音盤工房

活字中毒&ベルボトムガール音楽漂流記

さよなら、山田辰夫さん

2009年07月28日 | インポート

 またひとり僕の好きな俳優が亡くなった。知ったのは今朝のニュースでであった。本当に悲しいとき、人はまず、呆然となる。そして、続いて、なぜこの人が…という疑問符と、どうしょうもない怒りが湧き起こる。そしてそれが静まると、やがて深い喪失感が訪れる。

 忌野清志郎のときもそうだったように、山田辰夫さんが亡くなったときにも似たような感情が僕の中で錯綜していた。山田辰夫さんをはじめてみたのは長渕剛が主演していたTVドラマであった。その頃からガリっと痩せて見るからに脆弱な印象であったが、その存在たるや主演者を凌ぐほどだった。

 最近観た『おくりびと』では納棺師という職業に偏見を持つ人物を演じていた。出番はそんなになかったのに彼が現れると、映画自体が急に引き締まって見えた。僕は彼のどこかすれたような演技と内側から沸いてくる人の優しさみたいなものにずっと憧れていた。

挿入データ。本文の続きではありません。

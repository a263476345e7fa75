//! Local HTTP server standing in for remote asset hosts and the inference
//! sidecar

use axum::{
    extract::Path,
    http::{header, StatusCode},
    routing::{get, post},
    Json, Router,
};
use base64::{engine::general_purpose::STANDARD, Engine as _};
use serde_json::{json, Value};
use std::net::SocketAddr;

use super::mocks::{sample_jpeg, sample_png};

/// Running test server
pub struct AssetServer {
    pub addr: SocketAddr,
    handle: tokio::task::JoinHandle<()>,
}

impl AssetServer {
    pub fn base_url(&self) -> String {
        format!("http://{}", self.addr)
    }

    pub fn url(&self, path: &str) -> String {
        format!("{}{}", self.base_url(), path)
    }
}

impl Drop for AssetServer {
    fn drop(&mut self) {
        self.handle.abort();
    }
}

/// Routes:
/// - `GET /image.png`, `GET /image.jpg`: valid images
/// - `GET /sized/:width`: PNG `width` pixels wide, 3 high
/// - `GET /missing.png`: 404
/// - `GET /garbage.png`: 200 with undecodable body
/// - `POST /img2img`: echoes the posted image back
/// - `POST /musicgen`: short clip at 32 kHz
/// - `POST /failing/img2img`, `POST /failing/musicgen`: 500
pub async fn spawn_asset_server() -> AssetServer {
    let app = Router::new()
        .route(
            "/image.png",
            get(|| async { ([(header::CONTENT_TYPE, "image/png")], sample_png(8, 8)) }),
        )
        .route(
            "/image.jpg",
            get(|| async { ([(header::CONTENT_TYPE, "image/jpeg")], sample_jpeg(6, 4)) }),
        )
        .route(
            "/sized/:width",
            get(|Path(width): Path<u32>| async move {
                ([(header::CONTENT_TYPE, "image/png")], sample_png(width, 3))
            }),
        )
        .route(
            "/missing.png",
            get(|| async { (StatusCode::NOT_FOUND, "not here") }),
        )
        .route(
            "/garbage.png",
            get(|| async { ([(header::CONTENT_TYPE, "image/png")], b"not an image".to_vec()) }),
        )
        .route(
            "/img2img",
            post(|Json(body): Json<Value>| async move {
                let image = body["image"].as_str().unwrap_or_default().to_string();
                Json(json!({ "image": image }))
            }),
        )
        .route(
            "/musicgen",
            post(|Json(body): Json<Value>| async move {
                assert!(body["prompt"].as_str().is_some());
                Json(json!({ "samples": [0.0, 0.25, -0.25, 0.5], "sample_rate": 32000 }))
            }),
        )
        .route(
            "/failing/img2img",
            post(|| async { (StatusCode::INTERNAL_SERVER_ERROR, "model crashed") }),
        )
        .route(
            "/failing/musicgen",
            post(|| async { (StatusCode::INTERNAL_SERVER_ERROR, "model crashed") }),
        );

    let listener = tokio::net::TcpListener::bind("127.0.0.1:0")
        .await
        .expect("bind test server");
    let addr = listener.local_addr().expect("local addr");
    let handle = tokio::spawn(async move {
        axum::serve(listener, app).await.expect("test server");
    });

    AssetServer { addr, handle }
}

/// Base64 of a valid PNG, for request bodies
pub fn sample_png_base64() -> String {
    STANDARD.encode(sample_png(4, 4))
}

 またひとり、日本の映画界から貴重な俳優が消えてしまった。もしももっと長生きして俳優を続けることができたら、どんな俳優になっていたのだろう。ある種の悲壮感を漂わせながら瞳の奥はとても暖かな光を湛えていた、山田辰夫という俳優を一生僕は忘れないだろう。心より冥福をお祈りする。